The new system: Proxemics for relationships
To counter this, I’ve moved to a simpler system based on the social psychology concept of Proxemics. Proxemics is the study of personal space between people: I’ve used the idea to limit the levels of relationships that each character can have. The idea is that each person is allowed a number of relationships at each of four levels:
- Intimate: sharing highly personal information with 1-2 very close people
- Personal: for 4-6 good friends
- Social: another 5-10 friends and acquaintances who share more public information and gossip
- Public: other acquaintances, co-workers and random people the character comes across
Each year during history generation, all these relationships are tested for each character and can move up and down the list. New people can be suddenly introduced at a high level: get a new boyfriend or girlfriend and the character’s older family relationships can be pushed down to a lower level, as there’s only room for a few people that close to us. When a type of relationship breaks into a new more intimate space, certain events can be trigged (marriage, for example.)

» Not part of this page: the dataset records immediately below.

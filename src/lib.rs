//! DNS Overseer - keeps configuration files in line with DNS.
//!
//! Operators describe resources: a template, a destination file, the hosts
//! whose addresses feed it, and an optional reload command. On a fixed
//! interval the daemon resolves every host, compares the answers with what it
//! saw last time, re-renders only the resources whose hosts changed, runs
//! their reload commands, and records the new answers.
//!
//! ## Architecture
//!
//! ```text
//! ┌─────────────────────────────────────────────────────────────────┐
//! │                         dns-overseer                            │
//! │                                                                 │
//! │  ┌──────────────────┐    ┌──────────────────┐                   │
//! │  │ Resource files   │───▶│ Registry         │                   │
//! │  │ (*.toml)         │    │ fqdn → resources │                   │
//! │  └──────────────────┘    └────────┬─────────┘                   │
//! │                                   │                             │
//! │  ┌──────────────────┐    ┌────────▼─────────┐    ┌───────────┐  │
//! │  │ State file       │───▶│ Change detector  │◀───│ Resolver  │  │
//! │  │ (last answers)   │    │ dirty resources  │    │ (hickory) │  │
//! │  └────────▲─────────┘    └────────┬─────────┘    └───────────┘  │
//! │           │                       │                             │
//! │           │              ┌────────▼─────────┐    ┌───────────┐  │
//! │           └──────────────│ Render + reload  │───▶│ dest files│  │
//! │              save        │ (per resource)   │    │ + sh -c   │  │
//! │                          └──────────────────┘    └───────────┘  │
//! └─────────────────────────────────────────────────────────────────┘
//! ```
//!
//! ## Example Usage
//!
//! ```rust,ignore
//! use dns_overseer::{HickoryResolver, Overseer, OverseerConfig};
//! use std::sync::Arc;
//! use tokio_util::sync::CancellationToken;
//!
//! #[tokio::main]
//! async fn main() {
//!     let config = OverseerConfig::default();
//!     let resolver = HickoryResolver::from_system_conf(config.resolve_timeout()).unwrap();
//!
//!     let overseer = Overseer::new(config, Arc::new(resolver)).unwrap();
//!     overseer.run(CancellationToken::new()).await;
//! }
//! ```

#![warn(missing_docs)]

pub mod config;
pub mod daemon;
pub mod detector;
pub mod error;
pub mod metrics;
pub mod reload;
pub mod render;
pub mod resolver;
pub mod resource;
pub mod state;
pub mod telemetry;

// Re-export main types
pub use config::{Config, OverseerConfig, TelemetryConfig};
pub use daemon::{IterationReport, Overseer};
pub use error::OverseerError;
pub use resolver::{HickoryResolver, Resolve};
pub use resource::{Registry, Resource, ResourceId};
pub use state::ResolutionState;
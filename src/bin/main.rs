//! dns-overseer binary entry point.

use clap::Parser;
use dns_overseer::{telemetry, Config, HickoryResolver, Overseer};
use std::path::PathBuf;
use std::sync::Arc;
use tokio::signal::unix::{signal, SignalKind};
use tokio_util::sync::CancellationToken;
use tracing::{error, info};

/// Re-renders configuration templates when DNS answers change.
#[derive(Parser, Debug)]
#[command(name = "dns-overseer")]
#[command(version, about, long_about = None)]
struct Args {
    /// Path to configuration file (TOML). Missing file means defaults.
    #[arg(short, long, default_value = "/etc/overseer/overseer.toml")]
    config: PathBuf,

    /// Run a single iteration and exit.
    #[arg(long)]
    once: bool,
}

/// Cancel `token` on SIGINT or SIGTERM.
async fn watch_signals(token: CancellationToken) -> std::io::Result<()> {
    let mut terminate = signal(SignalKind::terminate())?;
    tokio::select! {
        _ = tokio::signal::ctrl_c() => info!("received SIGINT"),
        _ = terminate.recv() => info!("received SIGTERM"),
    }
    token.cancel();
    Ok(())
}

#[tokio::main]
async fn main() -> Result<(), Box<dyn std::error::Error>> {
    let args = Args::parse();

    // Load configuration
    let config: Config = config::Config::builder()
        .add_source(config::File::from(args.config.clone()).required(false))
        .add_source(
            config::Environment::with_prefix("OVERSEER")
                .separator("__")
                .try_parsing(true),
        )
        .build()?
        .try_deserialize()?;

    // Initialize telemetry
    telemetry::init(&config.telemetry).map_err(|e| e as Box<dyn std::error::Error>)?;

    info!(
        config_file = %args.config.display(),
        resources_dir = %config.overseer.resources_dir.display(),
        templates_dir = %config.overseer.templates_dir.display(),
        state_file = %config.overseer.state_file.display(),
        "Starting dns-overseer"
    );

    let resolver = HickoryResolver::from_system_conf(config.overseer.resolve_timeout())?;
    let mut overseer = Overseer::new(config.overseer, Arc::new(resolver))?;

    if args.once {
        let report = overseer.run_iteration().await?;
        info!(
            dirty = report.dirty.len(),
            rendered = report.rendered.len(),
            failures = report.failures(),
            "single iteration complete"
        );
        if report.failures() > 0 {
            return Err(format!(
                "iteration finished with failures: resolve={:?} render={:?} reload={:?}",
                report.resolve_failures, report.render_failures, report.reload_failures
            )
            .into());
        }
        return Ok(());
    }

    // Setup graceful shutdown
    let shutdown = CancellationToken::new();
    tokio::spawn({
        let shutdown = shutdown.clone();
        async move {
            if let Err(e) = watch_signals(shutdown).await {
                error!("failed to install signal handlers: {}", e);
            }
        }
    });

    overseer.run(shutdown).await;

    info!("dns-overseer shutdown complete");
    Ok(())
}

There’s a hard limit to the number of relationships a character can have in total. This means relationships which bubble downwards can vanish over time as the character loses touch with friends and distant relatives.
The benefits of the new system
There’s both a realism and a fun boost with the new code. It’s much easier for the player to manage and keep track of the number of people a character knows, so that they can use that network to their own advantage. It’s also feels more realistic: low charm characters have many fewer relationships, and even characters with high charm don’t have an overwhelming number. It’s great fun to scroll through a character’s known relationships and see who they’ve chosen to be close to.
The history generation is also faster now, as I’m storing fewer relationships and less information for each, which means more info is being fetched each cache miss (see this article for why this matters). Overall it’s a win for realism, fun, speed and code simplicity and I’m pretty happy with it so far.
Do you think this model works well for modelling relationships? Anything I can improve?